DER GROSSE TAG DES ERICH BAUTZ BEI DER 4. ETAPPE 1937 AM BALLON D’ALSACE. AM ENDE STEHEN FÜR IHN DER ETAPPENSIEG UND DAS GELBE TRIKOT.

NACH DER RÜCKKEHR DER DEUTSCHEN 1955: JUNKERMANN, ALTIG, WOLFSHOHL, KUNDE

Der Zweite Weltkrieg hatte in Europa tiefe Gräben gerissen, und natürlich waren die Deutschen nach den unsäglichen Verbrechen des Nazi-Regimes in Frankreich nicht besonders beliebt. Auch Tour-Chef Jacques Goddet hatte nicht vergessen, dass Hitler eine Fortsetzung der Tour de France nach der Besetzung sozusagen unmöglich gemacht hatte, gleichzeitig aber die Deutschland-Tour wiederbeleben ließ – eine weitere Demütigung für Frankreich. Es war also kein Wunder, dass das Rennen 1947 ohne eine deutsche Mannschaft stattfand. Und das blieb sieben weiter Jahre so, ehe die Nachbarnation dann 1955 nach Frankreich zurückkam. Heinz Müller, der Weltmeister von 1952 aus Schwenningen, und der Bielefelder Profi Günther Pankoke durften in einer unter luxemburgischer Führung fahrenden internationalen Mannschaft um den Jungstar Charly Gaul an den Start gehen. Müller gab schon nach vier Etappen auf.

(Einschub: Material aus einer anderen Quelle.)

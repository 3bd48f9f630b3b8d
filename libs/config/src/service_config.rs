//! Service Configuration Module
//!
//! Provides configuration loading and management for Orchard services.
//! Supports loading from TOML files with environment-specific overrides.

use crate::service;
use anyhow::{Context, Result};
use config_crate::{Config, Environment, File};
use rust_decimal::Decimal;
use serde::{Deserialize, Serialize};
use std::path::{Path, PathBuf};
use tracing::{info, warn};

/// Default location of the base configuration file
const DEFAULT_CONFIG_PATH: &str = "config/orchard.toml";

/// Main service configuration structure
#[derive(Debug, Deserialize, Serialize, Clone, Default)]
#[serde(default)]
pub struct ServiceConfig {
    pub server: ServerSettings,
    pub logging: LoggingSettings,
    pub claims: ClaimSettings,
    pub pools: PoolSettings,
    pub settlement: SettlementSettings,
}

/// HTTP surface settings
#[derive(Debug, Deserialize, Serialize, Clone)]
#[serde(default)]
pub struct ServerSettings {
    pub bind_address: String,
    pub port: u16,
}

#[derive(Debug, Deserialize, Serialize, Clone)]
#[serde(default)]
pub struct LoggingSettings {
    pub level: String,
    pub format: String,
}

/// Claim token settings
#[derive(Debug, Deserialize, Serialize, Clone)]
#[serde(default)]
pub struct ClaimSettings {
    pub ttl_secs: u64,
    /// Hex-encoded 256-bit key; may reference environment variables
    pub key_hex: Option<String>,
}

/// Pool creation bounds
#[derive(Debug, Deserialize, Serialize, Clone)]
#[serde(default)]
pub struct PoolSettings {
    pub min_price: Decimal,
    pub max_price: Decimal,
    pub min_supply: Decimal,
    pub max_supply: Decimal,
    pub cap_tolerance: Decimal,
}

/// Settlement worker settings
#[derive(Debug, Deserialize, Serialize, Clone)]
#[serde(default)]
pub struct SettlementSettings {
    pub max_delivery_attempts: u32,
    pub queue_capacity: usize,
    pub redelivery_delay_ms: u64,
}

impl Default for ServerSettings {
    fn default() -> Self {
        Self {
            bind_address: service::server::DEFAULT_BIND_ADDRESS.to_string(),
            port: service::server::DEFAULT_PORT,
        }
    }
}

impl Default for LoggingSettings {
    fn default() -> Self {
        Self {
            level: service::logging::DEFAULT_LEVEL.to_string(),
            format: service::logging::DEFAULT_FORMAT.to_string(),
        }
    }
}

impl Default for ClaimSettings {
    fn default() -> Self {
        Self {
            ttl_secs: service::claims::DEFAULT_TTL_SECS,
            key_hex: None,
        }
    }
}

impl Default for PoolSettings {
    fn default() -> Self {
        Self {
            min_price: service::pools::MIN_PRICE,
            max_price: service::pools::MAX_PRICE,
            min_supply: service::pools::MIN_SUPPLY,
            max_supply: service::pools::MAX_SUPPLY,
            cap_tolerance: service::pools::CAP_TOLERANCE,
        }
    }
}

impl Default for SettlementSettings {
    fn default() -> Self {
        Self {
            max_delivery_attempts: service::settlement::MAX_DELIVERY_ATTEMPTS,
            queue_capacity: service::settlement::QUEUE_CAPACITY,
            redelivery_delay_ms: service::settlement::REDELIVERY_DELAY_MS,
        }
    }
}

impl ServiceConfig {
    /// Load configuration from files with environment overrides
    ///
    /// An explicit `base_path` must exist; the default path is optional.
    pub fn load(base_path: Option<&Path>, environment: Option<&str>) -> Result<Self> {
        let mut builder = match base_path {
            Some(base) => Config::builder().add_source(File::from(base).required(true)),
            None => Config::builder()
                .add_source(File::from(Path::new(DEFAULT_CONFIG_PATH)).required(false)),
        };

        // Add environment-specific overrides if specified
        if let Some(env) = environment {
            let env_file = PathBuf::from("config/environments").join(format!("{}.toml", env));

            if env_file.exists() {
                info!("Loading environment config: {:?}", env_file);
                builder = builder.add_source(File::from(env_file));
            } else {
                warn!("Environment config not found: {:?}", env_file);
            }
        }

        // Override with environment variables (ORCHARD__SECTION__KEY)
        builder = builder.add_source(
            Environment::with_prefix("ORCHARD")
                .separator("__")
                .try_parsing(true),
        );

        let config = builder.build().context("Failed to build configuration")?;

        config
            .try_deserialize()
            .context("Failed to deserialize configuration")
    }

    /// Expand environment variables in string values
    pub fn expand_env_vars(&mut self) -> Result<()> {
        if let Some(key) = &self.claims.key_hex {
            let expanded = shellexpand::env(key).context("Failed to expand claim key")?;
            self.claims.key_hex = Some(expanded.to_string());
        }
        Ok(())
    }

    /// Claim key from configuration, falling back to the dedicated variable
    pub fn claim_key_hex(&self) -> Option<String> {
        self.claims
            .key_hex
            .clone()
            .filter(|key| !key.is_empty())
            .or_else(|| std::env::var(service::claims::KEY_ENV_VAR).ok())
    }
}

/// Convenience function to load configuration with defaults
pub fn load_config(base_path: Option<&Path>, environment: Option<&str>) -> Result<ServiceConfig> {
    let mut config = ServiceConfig::load(base_path, environment)?;
    config.expand_env_vars()?;
    Ok(config)
}
use thiserror::Error;
use types::{Asset, PoolName};

/// Pricing failures; all of them are deterministic for a given input
#[derive(Debug, Error, Clone, PartialEq)]
pub enum PricingError {
    #[error("Division by zero: {0}")]
    DivisionByZero(&'static str),

    #[error("Arithmetic overflow while computing {0}")]
    Overflow(&'static str),

    #[error("Asset {asset} is not traded in pool {pool}")]
    AssetNotInPool { asset: Asset, pool: PoolName },

    #[error("Swap must name two different assets")]
    SameAsset,

    #[error("Positive number must be provided for amount to swap.")]
    NegativeAmount,

    #[error("Insufficient liquidity in pool {pool}: {asset} supply would drop to zero")]
    InsufficientLiquidity { asset: Asset, pool: PoolName },
}
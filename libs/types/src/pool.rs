//! Liquidity pool model and canonical pool naming

use crate::asset::Asset;
use crate::errors::ValidationError;
use crate::Timestamp;
use rust_decimal::Decimal;
use serde::{Deserialize, Serialize};
use std::fmt;
use std::str::FromStr;

/// Canonical `"<A>-<B>"` pool identifier with `A < B`
///
/// The only constructors order the pair (or reject an unordered name), so two
/// `PoolName`s for the same unordered pair are always equal.
#[derive(Debug, Clone, Copy, PartialEq, Eq, Hash, Serialize, Deserialize)]
#[serde(try_from = "String", into = "String")]
pub struct PoolName {
    leading: Asset,
    trailing: Asset,
}

impl PoolName {
    /// Build the canonical name for an unordered pair of assets
    pub fn for_pair(a: Asset, b: Asset) -> Result<Self, ValidationError> {
        match a.as_str().cmp(b.as_str()) {
            std::cmp::Ordering::Less => Ok(Self {
                leading: a,
                trailing: b,
            }),
            std::cmp::Ordering::Greater => Ok(Self {
                leading: b,
                trailing: a,
            }),
            std::cmp::Ordering::Equal => Err(ValidationError::DuplicateAsset),
        }
    }

    /// Asset whose quote is stored in `asset_one`
    pub fn leading(&self) -> Asset {
        self.leading
    }

    /// Asset whose quote is stored in `asset_two`
    pub fn trailing(&self) -> Asset {
        self.trailing
    }

    pub fn contains(&self, asset: Asset) -> bool {
        self.leading == asset || self.trailing == asset
    }
}

impl fmt::Display for PoolName {
    fn fmt(&self, f: &mut fmt::Formatter<'_>) -> fmt::Result {
        write!(f, "{}-{}", self.leading, self.trailing)
    }
}

impl FromStr for PoolName {
    type Err = ValidationError;

    /// Parse an externally supplied name, rejecting anything that is not
    /// already canonical
    fn from_str(s: &str) -> Result<Self, Self::Err> {
        let parts: Vec<&str> = s.split('-').collect();
        if parts.len() != 2 {
            return Err(ValidationError::InvalidPoolName);
        }
        let leading: Asset = parts[0].parse()?;
        let trailing: Asset = parts[1].parse()?;
        if leading == trailing {
            return Err(ValidationError::InvalidPoolName);
        }
        if leading.as_str() > trailing.as_str() {
            return Err(ValidationError::PoolNameAssetOrder);
        }
        Ok(Self { leading, trailing })
    }
}

impl TryFrom<String> for PoolName {
    type Error = ValidationError;

    fn try_from(value: String) -> Result<Self, Self::Error> {
        value.parse()
    }
}

impl From<PoolName> for String {
    fn from(name: PoolName) -> Self {
        name.to_string()
    }
}

/// Supply and unit price of one asset inside a pool
#[derive(Debug, Clone, Copy, PartialEq, Eq, Serialize, Deserialize)]
pub struct AssetQuote {
    pub amount: Decimal,
    pub price: Decimal,
}

impl AssetQuote {
    pub fn new(amount: Decimal, price: Decimal) -> Self {
        Self { amount, price }
    }

    pub fn market_cap(&self) -> Decimal {
        self.amount * self.price
    }
}

/// Reserve of two assets priced against each other
///
/// `asset_one` always belongs to `pool_name.leading()`. Timestamps are optional
/// so a partial overwrite can leave them untouched.
#[derive(Debug, Clone, PartialEq, Serialize, Deserialize)]
#[serde(rename_all = "camelCase")]
pub struct LiquidityPool {
    pub pool_name: PoolName,
    pub asset_one: AssetQuote,
    pub asset_two: AssetQuote,
    #[serde(default, skip_serializing_if = "Option::is_none")]
    pub created_at: Option<Timestamp>,
    #[serde(default, skip_serializing_if = "Option::is_none")]
    pub updated_at: Option<Timestamp>,
}

impl LiquidityPool {
    /// Quote for `asset`, if it is one of the pool's two legs
    pub fn leg(&self, asset: Asset) -> Option<&AssetQuote> {
        if asset == self.pool_name.leading() {
            Some(&self.asset_one)
        } else if asset == self.pool_name.trailing() {
            Some(&self.asset_two)
        } else {
            None
        }
    }

    /// Merge `update` into `self`, keeping existing values where the update
    /// leaves an optional field unset
    pub fn overlay(&mut self, update: LiquidityPool) {
        self.asset_one = update.asset_one;
        self.asset_two = update.asset_two;
        if update.created_at.is_some() {
            self.created_at = update.created_at;
        }
        if update.updated_at.is_some() {
            self.updated_at = update.updated_at;
        }
    }
}

/// Body of a pool creation request; legs are optional so missing fields map
/// to a validation error instead of a parse failure
#[derive(Debug, Clone, Default, PartialEq, Serialize, Deserialize)]
#[serde(rename_all = "camelCase")]
pub struct CreatePoolRequest {
    pub asset_one: Option<AssetQuote>,
    pub asset_two: Option<AssetQuote>,
}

Pankoke räumte später ein, dass er sich von dem Moment an ziemlich verloren vorkam und nach den Etappen oft den recht eisigen Hauch verspürte, der den Deutschen in dieser Zeit in Frankreich häufig noch entgegen wehte. Er hielt trotzdem durch und beendete das Rennen immerhin als 37.

DEUTSCHE PROFIS ZURÜCK BEI DER TOUR. GÜNTHER PANKOKE 1955 BEIM EINZELZEITFAHREN DER 21. ETAPPE VON CHATELLERAULT NACH TOURS.